The German city of Mainz was bombed in multiple air raids by the Allies during World War II by the Royal Air Force (RAF), as well as the United States Army Air Forces. These led to numerous victims and heavy damage throughout the cityscape.

Overview of major air raids

  • Altstadt, Mombach (11/12 and 12/13 August 1942)
  • Bischofsheim (9 September 1942, autumn 1944, 13 and 27 January 1945, 27. February 1945)
  • Ginsheim (23/24 April 1944)
  • Gonsenheim (Kathen-Kaserne: 19 October 1944)
  • Gustavsburg (particularly 9, 15 September 1944 and 27 February 1945)
  • Mainz-Kastel (particularly 8 September 1944)
  • Mainz-Kostheim (autumn 1944)
  • Mainz-Neustadt (11/12 und 12/13 August 1942, 20 December 1943, autumn 1944, 1 February and 27 February 1945)
  • Mainz-Weisenau (particularly 19 October 1944, 1 February and 27 February 1945)

1939 to 1941

During the first two years of World War II, the Royal Air Force conducted only minor raids on Mainz. The first major British air raid took place on 13 September 1941, targeting Mainz Hauptbahnhof (Mainz main station). A total of 22 people died during this attack, which had originally been scheduled for Frankfurt am Main.

1942 to 1943

More small raids followed until 11 August 1942 when the RAF Bomber Command launched 158 bombers against Mainz. This raid followed the Area Bombing Directive of 5 February 1942, Directive No.4, issued by the British Air Ministry. This directive ordered RAF bombers to attack the German industrial workforce and the morale of the German populace through bombing German cities and their civilian inhabitants. During the following night, 200 tons of bombs were dropped, including white phosphorus bombs. The next night another 133 aircraft attacked the city, dropping approximately 180 tons of bombs, many of which hit the old city center and the Mainz Cathedral, or the Mainzer Dom. Other parts hit included the Neustadt and Mombach,[1] whose St. Nikolaus Church was destroyed by incendiary bombs. St. Stephen's Church was heavily damaged, St. John's Church was burnt out completely, and the Invalidenhaus for the disabled was ruined. The Eltzer Hof and the Bauhof burnt down. Hundreds of people died in the flames. Nonetheless, some quarters in the core city remained habitable. On 9 September 1942 Allied bombers bombed Bischofsheim. The air defences of Mainz were aided by an anti-aircraft battery set up on the premises of today's University of Mainz.

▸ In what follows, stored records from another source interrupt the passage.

//! Error taxonomy for batch analysis.
//!
//! Every failure a batch can hit maps onto one [`ErrorKind`]. Per-unit
//! failures are recorded with their kind under the best-effort policy;
//! batch-level kinds always escalate to the caller.

use crate::results::AnnotationRef;
use std::fmt;
use std::path::PathBuf;

/// Result alias used throughout the library.
pub type Result<T> = std::result::Result<T, Error>;

/// Errors raised by the fetcher, template manager, driver and publisher.
#[derive(Debug, thiserror::Error)]
pub enum Error {
    /// Remote store unreachable or a read failed. Not retried here.
    #[error("transport error at {location}: {message}")]
    Transport { location: String, message: String },

    /// Array metadata at a root is missing, malformed or unsupported.
    #[error("schema error at {location}: {message}")]
    Schema { location: String, message: String },

    /// Pipeline definition absent or unparsable.
    #[error("failed to load pipeline template {path}: {message}")]
    TemplateLoad { path: PathBuf, message: String },

    /// Template has fewer stages than the acquisition prefix being stripped.
    #[error("pipeline template has {found} stages, expected at least {required}")]
    TemplateShape { found: usize, required: usize },

    /// A pipeline stage failed while running a clone.
    #[error("analysis failed in stage '{stage}': {message}")]
    AnalysisExecution { stage: String, message: String },

    /// A result column has a type the table schema cannot express.
    #[error("unsupported column '{column}': {message}")]
    UnsupportedColumn { column: String, message: String },

    /// Upload or link failed. `preserved` points at the locally kept table;
    /// `published` lists annotations created before the failure.
    #[error("publish failed: {message}")]
    Publish {
        message: String,
        preserved: Option<PathBuf>,
        published: Vec<AnnotationRef>,
    },

    /// Collection provider could not list children or serve pixels.
    #[error("collection provider error: {0}")]
    Provider(String),

    /// A unit exceeded the configured per-unit timeout.
    #[error("unit timed out after {0}s")]
    Timeout(u64),

    /// Invalid configuration.
    #[error("invalid configuration: {0}")]
    Config(String),
}

/// Discriminant of [`Error`], stored in failure records and reports.
#[derive(Debug, Clone, Copy, PartialEq, Eq, Hash, serde::Serialize)]
#[serde(rename_all = "snake_case")]
pub enum ErrorKind {
    Transport,
    Schema,
    TemplateLoad,
    TemplateShape,
    AnalysisExecution,
    UnsupportedColumn,
    Publish,
    Provider,
    Timeout,
    Config,
}

impl Error {
    /// The kind of this error.
    pub fn kind(&self) -> ErrorKind {
        match self {
            Error::Transport { .. } => ErrorKind::Transport,
            Error::Schema { .. } => ErrorKind::Schema,
            Error::TemplateLoad { .. } => ErrorKind::TemplateLoad,
            Error::TemplateShape { .. } => ErrorKind::TemplateShape,
            Error::AnalysisExecution { .. } => ErrorKind::AnalysisExecution,
            Error::UnsupportedColumn { .. } => ErrorKind::UnsupportedColumn,
            Error::Publish { .. } => ErrorKind::Publish,
            Error::Provider(_) => ErrorKind::Provider,
            Error::Timeout(_) => ErrorKind::Timeout,
            Error::Config(_) => ErrorKind::Config,
        }
    }

    /// Whether this error ends the whole batch regardless of failure policy.
    pub fn is_batch_fatal(&self) -> bool {
        matches!(
            self.kind(),
            ErrorKind::TemplateLoad
                | ErrorKind::TemplateShape
                | ErrorKind::UnsupportedColumn
                | ErrorKind::Publish
                | ErrorKind::Config
        )
    }

    pub(crate) fn transport(location: impl Into<String>, err: impl fmt::Display) -> Self {
        Error::Transport {
            location: location.into(),
            message: err.to_string(),
        }
    }

    pub(crate) fn schema(location: impl Into<String>, message: impl Into<String>) -> Self {
        Error::Schema {
            location: location.into(),
            message: message.into(),
        }
    }

    pub(crate) fn publish(err: impl fmt::Display, preserved: Option<PathBuf>) -> Self {
        Error::Publish {
            message: err.to_string(),
            preserved,
            published: Vec::new(),
        }
    }

    /// Attach the annotations that were published before this failure.
    pub(crate) fn with_published(self, refs: Vec<AnnotationRef>) -> Self {
        match self {
            Error::Publish { message, preserved, .. } => Error::Publish {
                message,
                preserved,
                published: refs,
            },
            other => Error::Publish {
                message: other.to_string(),
                preserved: None,
                published: refs,
            },
        }
    }
}

impl fmt::Display for ErrorKind {
    fn fmt(&self, f: &mut fmt::Formatter<'_>) -> fmt::Result {
        let name = match self {
            ErrorKind::Transport => "TransportError",
            ErrorKind::Schema => "SchemaError",
            ErrorKind::TemplateLoad => "TemplateLoadError",
            ErrorKind::TemplateShape => "TemplateShapeError",
            ErrorKind::AnalysisExecution => "AnalysisExecutionError",
            ErrorKind::UnsupportedColumn => "UnsupportedColumnError",
            ErrorKind::Publish => "PublishError",
            ErrorKind::Provider => "ProviderError",
            ErrorKind::Timeout => "TimeoutError",
            ErrorKind::Config => "ConfigError",
        };
        f.write_str(name)
    }
}
//! # TabTerm Console Library
//!
//! This crate is the core of TabTerm: it turns raw asynchronous channels
//! into sessions with explicit lifecycles and tracks a dynamic set of them
//! under one cooperative scheduler.
//!
//! ## Overview
//!
//! - **Session bridge**: [`SessionChannel`] opens a channel through a
//!   [`Transport`](transport::Transport) and hands the channel to a bridge
//!   task that converts its reads, writes, and termination into a typed,
//!   per-session-ordered event stream.
//! - **Session**: [`Session`] carries identity, current size, and the
//!   `Connecting → Active → Closing → Closed` lifecycle, and exposes
//!   `send`/`resize`/`close`.
//! - **Session registry**: [`SessionRegistry`] owns the live sessions in
//!   tab order plus the current selection, and keeps both consistent
//!   through creation, removal, and remote closure.
//!
//! ## Architecture
//!
//! ```text
//! ┌─────────────────────────────────────────────────────────┐
//! │                      UI shell (external)                │
//! │        create / select / close        render events     │
//! ├─────────────────────────────────────────────────────────┤
//! │                     SessionRegistry                     │
//! │   sessions (tab order) · active · fan-in event queue    │
//! ├──────────────┬──────────────────┬───────────────────────┤
//! │ bridge task  │   bridge task    │     bridge task       │
//! │  (Channel)   │    (Channel)     │      (Channel)        │
//! └──────────────┴──────────────────┴───────────────────────┘
//! ```
//!
//! Each bridge task exclusively owns one channel; the registry is mutated
//! only by its owning task, one event at a time, so no locks are involved.
//!
//! ## Quick Start
//!
//! ```rust,no_run
//! use console::{SessionOptions, SessionRegistry, ShellEvent};
//! use transport::LocalTransport;
//!
//! #[tokio::main(flavor = "current_thread")]
//! async fn main() -> anyhow::Result<()> {
//!     let mut registry = SessionRegistry::new(LocalTransport);
//!     let id = registry.create(&SessionOptions::default()).await?;
//!
//!     registry.get(&id).unwrap().send(b"echo hi\n")?;
//!     while let Some(event) = registry.next_event().await {
//!         if let ShellEvent::Data { bytes, .. } = event {
//!             print!("{}", String::from_utf8_lossy(&bytes));
//!             break;
//!         }
//!     }
//!
//!     registry.close(&id).await;
//!     Ok(())
//! }
//! ```
//!
//! ## Modules
//!
//! - [`channel`]: the session bridge
//! - [`session`]: session state object and lifecycle
//! - [`registry`]: session set and selection
//! - [`events`]: typed event payloads
//! - [`config`]: TOML configuration
//! - [`error`]: error types

pub mod channel;
pub mod config;
pub mod error;
pub mod events;
pub mod registry;
pub mod session;

#[cfg(test)]
mod testkit;

// Re-export the boundary crate for convenience
pub use transport;

// Re-export core types for convenience
pub use channel::{SessionChannel, SessionOptions, DEFAULT_HOST, DEFAULT_TERM_TYPE};
pub use config::{Config, ConfigError};
pub use error::{ConnectError, SessionError};
pub use events::{DisplayHandle, SessionEvent, SessionPayload, ShellEvent};
pub use registry::SessionRegistry;
pub use session::{Session, SessionId, SessionState};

In the course of the year 1944 the intensity of the bombing campaign increased. A British emergency drop during the night of 23 to 24 April led to multiple fire in parts of Ginsheim. Through this the evangelic church was destroyed. In the autumn targeted attacks on the city accumulated. On 8 September Kastel was hit hard and again Gustavsburg on the 8 and 15 September. Parts of Kostheim were bombed on 8 September and Mainz-Weisenau on 19 October. On the same day the Kathen barracks in Gonsenheim were destroyed by bombing and fire. Throughout the autumn, there were perpetual alerts for bombers flying over the area.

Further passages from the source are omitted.